> [Exercise]:
Please copy the leading lines of the entries below exactly, concluding with the line in which "caller answers 500;" occurs.
===== Records for processing
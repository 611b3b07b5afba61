//! Webhook ingestion: verification, dispatch, and the per-event handlers.
//!
//! [`WebhookHandler::process`] is the single canonical entry point: raw body
//! bytes plus the signature header in, acknowledgement out. Hosting
//! transports are thin adapters over it.
//!
//! Dispatch policy, in order:
//! - missing signing secret: configuration error, the caller answers 500;
//! - missing/invalid signature: rejected, nothing applied, 400;
//! - unparseable body: rejected, 400;
//! - unknown event type: acknowledged and logged, never an error (the
//!   processor retries non-2xx indefinitely);
//! - handler failure: caught here, logged with event context, and
//!   acknowledged with an error flag. Handlers are idempotent, so a dropped
//!   event is recoverable by an out-of-band backfill rather than redelivery.

use std::sync::Arc;

use serde::Serialize;
use time::OffsetDateTime;
use uuid::Uuid;

use crate::client::StripeConfig;
use crate::error::{PaymentsError, PaymentsResult};
use crate::event::{
    CheckoutSessionObject, EventKind, InvoiceObject, PaymentIntentObject, SubscriptionObject,
    WebhookEvent,
};
use crate::signature::verify_signature;
use crate::store::{
    PaymentKey, PaymentStatus, PaymentUpsert, ReconciliationStore, SubscriptionUpsert,
};

/// Outcome of one delivery, reported back in the acknowledgement body.
#[derive(Debug, Clone, Copy, PartialEq, Eq, Serialize)]
#[serde(rename_all = "snake_case")]
pub enum AckOutcome {
    /// A handler ran and its writes were applied.
    Processed,
    /// Event type has no handler; acknowledged so it is not redelivered.
    Ignored,
    /// A handler failed; delivery is still acknowledged.
    Error,
}

impl AckOutcome {
    pub fn as_str(&self) -> &'static str {
        match self {
            AckOutcome::Processed => "processed",
            AckOutcome::Ignored => "ignored",
            AckOutcome::Error => "error",
        }
    }
}

/// Acknowledgement returned for every verified, parseable delivery.
#[derive(Debug, Clone, Serialize)]
pub struct WebhookAck {
    pub received: bool,
    pub event_id: String,
    pub event_type: String,
    pub outcome: AckOutcome,
    #[serde(skip_serializing_if = "Option::is_none")]
    pub error: Option<String>,
}

/// Webhook handler: verifies, decodes, and reconciles processor events.
pub struct WebhookHandler {
    store: Arc<dyn ReconciliationStore>,
    webhook_secret: Option<String>,
    signature_tolerance_secs: i64,
}
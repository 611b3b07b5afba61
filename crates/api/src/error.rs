//! API error type and HTTP status mapping.

use atelier_payments::PaymentsError;
use axum::http::StatusCode;
use axum::response::{IntoResponse, Response};
use axum::Json;
use thiserror::Error;

#[derive(Debug, Error)]
pub enum ApiError {
    #[error("{0}")]
    BadRequest(String),

    /// Operator-visible misconfiguration (e.g. missing webhook secret).
    #[error("service misconfigured")]
    Configuration(String),

    #[error("database error")]
    Database(String),

    #[error("payment provider error: {0}")]
    Stripe(String),

    #[error("internal error")]
    Internal(String),
}

impl IntoResponse for ApiError {
    fn into_response(self) -> Response {
        let (status, message) = match &self {
            ApiError::BadRequest(msg) => (StatusCode::BAD_REQUEST, msg.clone()),
            // Internal details go to the logs, not the response body.
            ApiError::Configuration(detail) => {
                tracing::error!(detail = %detail, "configuration error");
                (StatusCode::INTERNAL_SERVER_ERROR, self.to_string())
            }
            ApiError::Database(detail) => {
                tracing::error!(detail = %detail, "database error");
                (StatusCode::INTERNAL_SERVER_ERROR, self.to_string())
            }
            ApiError::Stripe(msg) => (StatusCode::BAD_GATEWAY, msg.clone()),
            ApiError::Internal(detail) => {
                tracing::error!(detail = %detail, "internal error");
                (StatusCode::INTERNAL_SERVER_ERROR, self.to_string())
            }
        };

        (status, Json(serde_json::json!({ "error": message }))).into_response()
    }
}

impl From<PaymentsError> for ApiError {
    fn from(err: PaymentsError) -> Self {
        match err {
            PaymentsError::SignatureInvalid => {
                ApiError::BadRequest("invalid webhook signature".to_string())
            }
            PaymentsError::MalformedPayload(msg) => ApiError::BadRequest(msg),
            PaymentsError::MissingWebhookSecret => {
                ApiError::Configuration("webhook signing secret is not configured".to_string())
            }
            PaymentsError::PriceNotFound(id) => {
                ApiError::BadRequest(format!("unknown price: {id}"))
            }
            PaymentsError::Database(msg) => ApiError::Database(msg),
            PaymentsError::StripeApi(msg) => ApiError::Stripe(msg),
            PaymentsError::Internal(msg) => ApiError::Internal(msg),
        }
    }
}

#[cfg(test)]
mod tests {
    use super::*;

    fn status_of(err: ApiError) -> StatusCode {
        err.into_response().status()
    }

    #[test]
    fn signature_errors_are_bad_requests() {
        assert_eq!(
            status_of(PaymentsError::SignatureInvalid.into()),
            StatusCode::BAD_REQUEST
        );
        assert_eq!(
            status_of(PaymentsError::MalformedPayload("oops".into()).into()),
            StatusCode::BAD_REQUEST
        );
    }

    #[test]
    fn missing_secret_is_a_server_error() {
        assert_eq!(
            status_of(PaymentsError::MissingWebhookSecret.into()),
            StatusCode::INTERNAL_SERVER_ERROR
        );
    }

    #[test]
    fn unknown_price_is_a_bad_request() {
        assert_eq!(
            status_of(PaymentsError::PriceNotFound("p".into()).into()),
            StatusCode::BAD_REQUEST
        );
    }
}
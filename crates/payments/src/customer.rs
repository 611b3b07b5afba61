//! Customer link resolution and lazy creation.

use std::collections::HashMap;
use std::sync::Arc;

use stripe::{CreateCustomer, Customer};
use uuid::Uuid;

use crate::client::StripeClient;
use crate::error::PaymentsResult;
use crate::store::{CustomerLink, ReconciliationStore};

/// Resolves internal users to processor customers, creating the mapping on
/// first sight.
#[derive(Clone)]
pub struct CustomerService {
    stripe: StripeClient,
    store: Arc<dyn ReconciliationStore>,
}

impl CustomerService {
    pub fn new(stripe: StripeClient, store: Arc<dyn ReconciliationStore>) -> Self {
        Self { stripe, store }
    }

    /// Return the user's customer link, creating the Stripe customer and the
    /// link row if none exists yet.
    ///
    /// The link write is a conflict-safe upsert: two concurrent callers
    /// discovering the same new user both succeed and leave one row. At
    /// worst an orphaned Stripe customer is created on the losing side,
    /// which is harmless.
    pub async fn get_or_create_customer(
        &self,
        user_id: Uuid,
        email: Option<&str>,
        name: Option<&str>,
    ) -> PaymentsResult<CustomerLink> {
        if let Some(link) = self.store.find_customer_link_for_user(user_id).await? {
            return Ok(link);
        }

        let mut metadata = HashMap::new();
        metadata.insert("user_id".to_string(), user_id.to_string());

        let customer = Customer::create(
            self.stripe.inner(),
            CreateCustomer {
                email,
                name,
                metadata: Some(metadata),
                ..Default::default()
            },
        )
        .await?;

        let link = CustomerLink {
            user_id,
            stripe_customer_id: customer.id.to_string(),
            email: email.map(str::to_string),
            name: name.map(str::to_string),
        };
        self.store.upsert_customer_link(link.clone()).await?;

        tracing::info!(
            user_id = %user_id,
            stripe_customer_id = %link.stripe_customer_id,
            "Created Stripe customer for user"
        );

        Ok(link)
    }
}
use crate::state::SharedState;
use crate::views::{IndexTemplate, PostView};
use axum::extract::State;
use axum::response::Html;

pub(super) async fn get(
    State(state): SharedState,
) -> Result<Html<String>, crate::error::AppError> {
    let posts = state
        .posts
        .read()
        .await
        .list_all()
        .iter()
        .map(PostView::from)
        .collect();

    crate::views::render(IndexTemplate { posts })
}
pub mod api;
pub mod page;
use crate::blog::{NewPost, Post};
use crate::error::AppError;
use crate::state::SharedState;
use axum::extract::State;
use axum::http::StatusCode;
use axum::Json;

pub(super) async fn post(
    State(state): SharedState,
    Json(new_post): Json<NewPost>,
) -> Result<(StatusCode, Json<Post>), AppError> {
    if let Some(field) = new_post.missing_field() {
        return Err(AppError::MissingField(field));
    }

    let post = state
        .posts
        .write()
        .await
        .create(new_post.title, new_post.content, new_post.author);

    tracing::info!(id = post.id, author = %post.author, "created post via api");

    Ok((StatusCode::CREATED, Json(post)))
}
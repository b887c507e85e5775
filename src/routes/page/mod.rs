use crate::state::NestedRouter;
use axum::routing::get;

mod home;
mod new_post;
mod post;

pub fn route() -> NestedRouter {
    axum::Router::new()
        .route("/", get(home::get))
        .route("/post/new", get(new_post::get).post(new_post::post))
        .route("/post/:id", get(post::get))
}
use crate::blog::PostId;
use axum::http::StatusCode;
use axum::response::{IntoResponse, Response};
use thiserror::Error;

#[derive(Debug, Error)]
pub enum AppError {
    #[error("post {0} not found")]
    PostNotFound(PostId),
    #[error("missing required field `{0}`")]
    MissingField(&'static str),
    #[error(transparent)]
    Render(#[from] askama::Error),
}

impl IntoResponse for AppError {
    fn into_response(self) -> Response {
        match self {
            AppError::PostNotFound(_) => (StatusCode::NOT_FOUND, self.to_string()).into_response(),
            AppError::MissingField(_) => {
                (StatusCode::BAD_REQUEST, self.to_string()).into_response()
            }
            AppError::Render(err) => {
                // the askama detail stays in the logs, not the response
                tracing::error!("template rendering failed: {err}");
                (StatusCode::INTERNAL_SERVER_ERROR, "internal server error").into_response()
            }
        }
    }
}
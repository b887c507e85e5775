use crate::blog::NewPost;
use crate::error::AppError;
use crate::state::SharedState;
use axum::extract::State;
use axum::response::{Html, Redirect};
use axum::Form;

pub(super) async fn get() -> Result<Html<String>, AppError> {
    crate::views::render(crate::views::NewPostTemplate)
}

pub(super) async fn post(
    State(state): SharedState,
    Form(new_post): Form<NewPost>,
) -> Result<Redirect, AppError> {
    if let Some(field) = new_post.missing_field() {
        return Err(AppError::MissingField(field));
    }

    let post = state
        .posts
        .write()
        .await
        .create(new_post.title, new_post.content, new_post.author);

    tracing::info!(id = post.id, author = %post.author, "created post from form");

    Ok(Redirect::to("/"))
}
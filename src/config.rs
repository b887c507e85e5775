use std::net::SocketAddr;

pub const DEFAULT_SECRET_KEY: &str = "dev-secret-key-change-in-production";

/// Runtime configuration, read from the environment once at startup.
#[derive(Debug, Clone)]
pub struct Config {
    /// Address the HTTP server binds to (`BLOGGER_ADDR`).
    pub bind_addr: SocketAddr,
    /// Session/signing secret (`SECRET_KEY`). Unused by any feature yet,
    /// but startup warns loudly when the development default is active.
    pub secret_key: String,
    /// Debug mode (`BLOGGER_DEBUG`), gates the default log verbosity.
    pub debug: bool,
}

impl Config {
    pub fn from_env() -> Config {
        let bind_addr = match std::env::var("BLOGGER_ADDR") {
            Ok(addr) => addr
                .parse()
                .expect("BLOGGER_ADDR should be a valid socket address"),
            Err(_) => SocketAddr::from(([127, 0, 0, 1], 3000)),
        };

        let secret_key =
            std::env::var("SECRET_KEY").unwrap_or_else(|_| String::from(DEFAULT_SECRET_KEY));

        let debug = std::env::var("BLOGGER_DEBUG")
            .map(|value| parse_debug_flag(&value))
            .unwrap_or(false);

        Config {
            bind_addr,
            secret_key,
            debug,
        }
    }

    pub fn secret_key_is_default(&self) -> bool {
        self.secret_key == DEFAULT_SECRET_KEY
    }
}

fn parse_debug_flag(value: &str) -> bool {
    value == "1" || value.eq_ignore_ascii_case("true")
}
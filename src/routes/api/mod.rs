use crate::state::NestedRouter;
use tower_http::cors::CorsLayer;

mod post;

pub fn route() -> NestedRouter {
    // the JSON API is consumed by a separately hosted frontend
    let cors = CorsLayer::new()
        .allow_origin(tower_http::cors::Any)
        .allow_headers(tower_http::cors::Any);

    axum::Router::new().nest("/post", post::route()).layer(cors)
}
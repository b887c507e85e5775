use tracing_subscriber::{layer::SubscriberExt, util::SubscriberInitExt, EnvFilter};

/// Install the global tracing subscriber. `RUST_LOG` wins when set;
/// otherwise the debug flag picks the default verbosity.
pub fn init(debug: bool) {
    let default_directives = if debug {
        "blogger=debug,tower_http=debug"
    } else {
        "blogger=info"
    };

    let env_filter =
        EnvFilter::try_from_default_env().unwrap_or_else(|_| EnvFilter::new(default_directives));

    tracing_subscriber::registry()
        .with(env_filter)
        .with(tracing_subscriber::fmt::layer())
        .init();
}
use crate::blog::{Post, PostId};
use crate::error::AppError;
use crate::state::SharedState;
use axum::extract::{Path, State};
use axum::Json;

pub(super) async fn get(
    State(state): SharedState,
    Path(post_id): Path<PostId>,
) -> Result<Json<Post>, AppError> {
    let store = state.posts.read().await;
    let Some(post) = store.find_by_id(post_id) else {
        return Err(AppError::PostNotFound(post_id));
    };

    Ok(Json(post.clone()))
}
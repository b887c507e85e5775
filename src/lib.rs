use std::sync::Arc;
use tower_http::trace::TraceLayer;

pub mod blog;
pub mod config;
pub mod error;
pub mod routes;
pub mod state;
pub mod telemetry;
pub mod views;

/// Assembles the full router: HTML pages at the root, the JSON API under
/// `/api`. Lives in the library so integration tests can drive it directly.
pub fn app(state: Arc<state::State>) -> axum::Router {
    axum::Router::new()
        .merge(routes::page::route())
        .nest("/api", routes::api::route())
        .layer(TraceLayer::new_for_http())
        .with_state(state)
}
use crate::blog::Post;
use crate::state::SharedState;
use axum::extract::State;
use axum::Json;

pub(super) async fn get(State(state): SharedState) -> Json<Vec<Post>> {
    Json(state.posts.read().await.list_all().to_vec())
}
use crate::blog::{Post, PostId};
use crate::error::AppError;
use askama::Template;
use axum::response::Html;

pub fn render<T: Template>(template: T) -> Result<Html<String>, AppError> {
    template.render().map(Html).map_err(AppError::from)
}

/// Render-ready projection of a post; timestamps are formatted up front so
/// the templates only deal in text.
pub struct PostView {
    pub id: PostId,
    pub title: String,
    pub content: String,
    pub author: String,
    pub created_at: String,
}

impl From<&Post> for PostView {
    fn from(post: &Post) -> PostView {
        PostView {
            id: post.id,
            title: post.title.clone(),
            content: post.content.clone(),
            author: post.author.clone(),
            created_at: post.created_at.format("%Y-%m-%d %H:%M UTC").to_string(),
        }
    }
}

#[derive(Template)]
#[template(path = "index.html")]
pub struct IndexTemplate {
    pub posts: Vec<PostView>,
}

#[derive(Template)]
#[template(path = "new_post.html")]
pub struct NewPostTemplate;

#[derive(Template)]
#[template(path = "post.html")]
pub struct PostTemplate {
    pub post: PostView,
}
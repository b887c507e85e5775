use crate::blog::PostStore;
use std::sync::Arc;
use tokio::sync::RwLock;

pub type SharedState = axum::extract::State<Arc<State>>;
pub type NestedRouter = axum::Router<Arc<State>>;

/// Process-wide application state, built once at startup and handed to the
/// router. The lock makes the one-writer-at-a-time rule for the store
/// explicit instead of an unstated assumption.
#[derive(Debug)]
pub struct State {
    pub posts: RwLock<PostStore>,
}

impl State {
    pub fn new() -> State {
        State {
            posts: RwLock::new(PostStore::new()),
        }
    }
}

impl Default for State {
    fn default() -> State {
        State::new()
    }
}
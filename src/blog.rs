use chrono::{DateTime, Utc};
use serde::{Deserialize, Serialize};

pub type PostId = u64;

#[derive(Debug, Clone, Serialize, Deserialize)]
pub struct Post {
    pub id: PostId,
    pub title: String,
    pub content: String,
    pub author: String,
    pub created_at: DateTime<Utc>,
}

/// Incoming post fields, shared by the HTML form and the JSON API.
///
/// Presence validation happens here at the boundary; the store itself
/// accepts whatever strings it is given.
#[derive(Debug, Deserialize)]
pub struct NewPost {
    #[serde(default)]
    pub title: String,
    #[serde(default)]
    pub content: String,
    #[serde(default)]
    pub author: String,
}

impl NewPost {
    /// Name of the first required field that is missing or blank, if any.
    pub fn missing_field(&self) -> Option<&'static str> {
        if self.title.trim().is_empty() {
            return Some("title");
        }
        if self.content.trim().is_empty() {
            return Some("content");
        }
        if self.author.trim().is_empty() {
            return Some("author");
        }
        None
    }
}

/// In-memory post collection plus the id counter. Lives for the whole
/// process; callers serialize writes through the lock in `crate::state`.
#[derive(Debug)]
pub struct PostStore {
    // insertion order, newest last
    posts: Vec<Post>,
    next_id: PostId,
}

impl PostStore {
    pub fn new() -> PostStore {
        PostStore {
            posts: Vec::new(),
            next_id: 1,
        }
    }

    /// Appends a new post and returns it. Ids come from a counter that only
    /// moves forward, so they stay unique even if deletion is ever added.
    pub fn create(&mut self, title: String, content: String, author: String) -> Post {
        let post = Post {
            id: self.next_id,
            title,
            content,
            author,
            created_at: Utc::now(),
        };

        self.posts.push(post.clone());
        self.next_id += 1;

        post
    }

    /// All posts in creation order, oldest first.
    pub fn list_all(&self) -> &[Post] {
        &self.posts
    }

    pub fn find_by_id(&self, id: PostId) -> Option<&Post> {
        self.posts.iter().find(|post| post.id == id)
    }
}

impl Default for PostStore {
    fn default() -> PostStore {
        PostStore::new()
    }
}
==========
> [Output]:
repository 611b3b07b5afba61
//! Webhook ingestion: verification, dispatch, and the per-event handlers.
//!
//! [`WebhookHandler::process`] is the single canonical entry point: raw body
//! bytes plus the signature header in, acknowledgement out. Hosting
//! transports are thin adapters over it.
//!
//! Dispatch policy, in order:
//! - missing signing secret: configuration error, the caller answers 500;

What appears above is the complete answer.